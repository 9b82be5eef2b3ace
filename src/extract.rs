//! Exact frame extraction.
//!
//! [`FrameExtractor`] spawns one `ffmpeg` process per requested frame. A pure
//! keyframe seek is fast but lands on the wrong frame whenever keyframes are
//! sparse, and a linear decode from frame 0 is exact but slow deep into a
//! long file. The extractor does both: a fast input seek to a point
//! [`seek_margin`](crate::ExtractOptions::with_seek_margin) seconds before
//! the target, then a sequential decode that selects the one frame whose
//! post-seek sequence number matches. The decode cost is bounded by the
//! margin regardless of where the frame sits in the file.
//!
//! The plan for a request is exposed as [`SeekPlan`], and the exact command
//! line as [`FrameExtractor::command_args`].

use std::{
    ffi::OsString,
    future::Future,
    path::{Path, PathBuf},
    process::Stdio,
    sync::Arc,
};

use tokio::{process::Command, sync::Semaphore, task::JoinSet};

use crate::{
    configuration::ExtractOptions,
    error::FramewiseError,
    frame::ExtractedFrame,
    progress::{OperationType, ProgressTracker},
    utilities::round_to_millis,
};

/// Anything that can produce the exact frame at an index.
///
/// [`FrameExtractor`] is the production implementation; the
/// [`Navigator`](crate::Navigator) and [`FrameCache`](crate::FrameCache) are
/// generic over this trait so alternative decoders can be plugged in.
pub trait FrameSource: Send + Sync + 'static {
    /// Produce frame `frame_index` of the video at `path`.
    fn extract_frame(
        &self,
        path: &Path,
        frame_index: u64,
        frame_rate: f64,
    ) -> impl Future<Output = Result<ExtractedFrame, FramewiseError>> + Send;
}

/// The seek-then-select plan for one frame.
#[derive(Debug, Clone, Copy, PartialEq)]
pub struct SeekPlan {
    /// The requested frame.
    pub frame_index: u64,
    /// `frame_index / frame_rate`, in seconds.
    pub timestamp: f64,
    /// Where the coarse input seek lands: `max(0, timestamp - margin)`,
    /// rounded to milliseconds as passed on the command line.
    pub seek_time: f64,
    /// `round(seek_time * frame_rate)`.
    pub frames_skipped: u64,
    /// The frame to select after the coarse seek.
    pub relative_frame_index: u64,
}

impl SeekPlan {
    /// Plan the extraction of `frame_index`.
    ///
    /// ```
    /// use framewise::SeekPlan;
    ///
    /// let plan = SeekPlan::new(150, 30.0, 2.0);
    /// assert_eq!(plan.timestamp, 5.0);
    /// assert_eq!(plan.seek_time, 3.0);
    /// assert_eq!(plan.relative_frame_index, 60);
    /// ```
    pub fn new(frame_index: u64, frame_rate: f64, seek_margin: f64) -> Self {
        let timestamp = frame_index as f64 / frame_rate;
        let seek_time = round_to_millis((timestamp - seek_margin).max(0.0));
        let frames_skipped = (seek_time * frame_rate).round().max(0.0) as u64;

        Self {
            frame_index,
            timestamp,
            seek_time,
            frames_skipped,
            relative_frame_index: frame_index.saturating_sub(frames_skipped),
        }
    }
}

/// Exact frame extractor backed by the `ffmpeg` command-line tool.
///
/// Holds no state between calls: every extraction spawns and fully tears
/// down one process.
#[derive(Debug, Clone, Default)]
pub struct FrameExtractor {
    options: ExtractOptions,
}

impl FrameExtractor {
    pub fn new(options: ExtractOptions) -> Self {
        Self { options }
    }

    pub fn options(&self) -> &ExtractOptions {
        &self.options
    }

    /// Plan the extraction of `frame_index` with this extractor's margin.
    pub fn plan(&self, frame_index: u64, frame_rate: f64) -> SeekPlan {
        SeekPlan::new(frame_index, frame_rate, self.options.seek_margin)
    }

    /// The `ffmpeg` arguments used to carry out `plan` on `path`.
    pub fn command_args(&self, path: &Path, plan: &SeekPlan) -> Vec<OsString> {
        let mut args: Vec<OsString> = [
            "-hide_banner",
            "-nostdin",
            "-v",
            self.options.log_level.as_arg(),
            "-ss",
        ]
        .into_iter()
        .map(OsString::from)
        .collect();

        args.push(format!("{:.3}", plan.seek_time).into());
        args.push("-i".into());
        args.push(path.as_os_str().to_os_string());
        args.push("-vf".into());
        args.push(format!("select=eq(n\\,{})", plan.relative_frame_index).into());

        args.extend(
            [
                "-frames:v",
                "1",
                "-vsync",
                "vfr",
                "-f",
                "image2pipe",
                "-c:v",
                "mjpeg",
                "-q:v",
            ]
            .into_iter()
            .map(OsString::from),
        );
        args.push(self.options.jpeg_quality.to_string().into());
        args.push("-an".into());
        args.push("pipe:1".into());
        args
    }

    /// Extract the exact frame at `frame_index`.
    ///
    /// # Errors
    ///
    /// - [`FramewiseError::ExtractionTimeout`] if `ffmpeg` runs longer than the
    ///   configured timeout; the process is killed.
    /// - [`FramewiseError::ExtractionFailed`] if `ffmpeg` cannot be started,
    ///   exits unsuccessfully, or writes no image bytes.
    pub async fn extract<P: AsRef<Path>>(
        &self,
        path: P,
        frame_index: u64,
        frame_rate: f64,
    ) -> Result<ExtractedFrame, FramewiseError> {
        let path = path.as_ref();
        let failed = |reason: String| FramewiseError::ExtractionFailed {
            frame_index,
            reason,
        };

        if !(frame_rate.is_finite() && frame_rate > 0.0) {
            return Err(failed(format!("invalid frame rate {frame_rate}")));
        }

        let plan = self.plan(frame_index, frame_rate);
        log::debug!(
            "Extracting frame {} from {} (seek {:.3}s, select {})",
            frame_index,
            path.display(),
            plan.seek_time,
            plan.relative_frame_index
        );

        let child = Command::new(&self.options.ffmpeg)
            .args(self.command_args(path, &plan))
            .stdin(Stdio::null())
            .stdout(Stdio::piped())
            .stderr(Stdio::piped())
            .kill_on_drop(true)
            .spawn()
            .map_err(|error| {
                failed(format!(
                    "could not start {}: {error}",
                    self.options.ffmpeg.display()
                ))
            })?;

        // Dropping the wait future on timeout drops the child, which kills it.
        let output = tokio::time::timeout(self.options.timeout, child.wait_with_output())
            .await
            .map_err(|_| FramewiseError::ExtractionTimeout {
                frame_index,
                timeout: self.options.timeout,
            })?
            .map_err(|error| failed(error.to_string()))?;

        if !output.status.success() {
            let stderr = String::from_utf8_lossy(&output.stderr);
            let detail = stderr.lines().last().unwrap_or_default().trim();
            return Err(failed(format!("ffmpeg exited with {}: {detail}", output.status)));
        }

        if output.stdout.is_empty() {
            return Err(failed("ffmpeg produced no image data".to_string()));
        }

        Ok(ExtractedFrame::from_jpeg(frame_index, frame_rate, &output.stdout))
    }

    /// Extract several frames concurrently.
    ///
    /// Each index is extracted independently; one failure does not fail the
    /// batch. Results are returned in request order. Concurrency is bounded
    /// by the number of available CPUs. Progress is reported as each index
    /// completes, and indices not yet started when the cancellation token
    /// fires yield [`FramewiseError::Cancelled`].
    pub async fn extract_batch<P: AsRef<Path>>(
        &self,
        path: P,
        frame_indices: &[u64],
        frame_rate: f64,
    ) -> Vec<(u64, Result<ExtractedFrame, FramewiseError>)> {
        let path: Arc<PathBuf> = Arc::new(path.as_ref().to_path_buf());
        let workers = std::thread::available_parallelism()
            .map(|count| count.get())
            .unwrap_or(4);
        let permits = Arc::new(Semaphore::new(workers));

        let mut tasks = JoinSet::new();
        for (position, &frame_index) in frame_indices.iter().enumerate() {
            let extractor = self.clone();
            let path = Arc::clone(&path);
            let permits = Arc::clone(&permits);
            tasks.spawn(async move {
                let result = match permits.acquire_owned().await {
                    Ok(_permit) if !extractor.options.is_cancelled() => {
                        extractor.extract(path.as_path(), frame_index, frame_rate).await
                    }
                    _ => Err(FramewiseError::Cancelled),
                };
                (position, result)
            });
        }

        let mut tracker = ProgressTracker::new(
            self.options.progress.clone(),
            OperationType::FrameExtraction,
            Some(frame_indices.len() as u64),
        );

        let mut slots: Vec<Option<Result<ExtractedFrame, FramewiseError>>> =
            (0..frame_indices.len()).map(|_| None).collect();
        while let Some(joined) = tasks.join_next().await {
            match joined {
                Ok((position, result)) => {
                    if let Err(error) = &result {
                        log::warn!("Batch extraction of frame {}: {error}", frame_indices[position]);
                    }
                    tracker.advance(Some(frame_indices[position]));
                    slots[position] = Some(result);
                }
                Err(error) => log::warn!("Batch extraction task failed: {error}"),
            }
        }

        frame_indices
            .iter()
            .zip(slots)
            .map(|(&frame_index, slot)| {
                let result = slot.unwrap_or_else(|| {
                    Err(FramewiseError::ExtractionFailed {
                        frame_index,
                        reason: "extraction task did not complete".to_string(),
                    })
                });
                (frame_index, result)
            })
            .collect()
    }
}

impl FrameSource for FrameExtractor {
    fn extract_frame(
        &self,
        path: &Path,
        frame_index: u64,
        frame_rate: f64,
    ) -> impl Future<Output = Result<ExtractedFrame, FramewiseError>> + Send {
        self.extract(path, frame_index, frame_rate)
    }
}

▸ Directions for this task: Using the listing above, say how many of its lines contain the string "Stdio", giving nothing but the figure.

▸ Response to the exercise: 4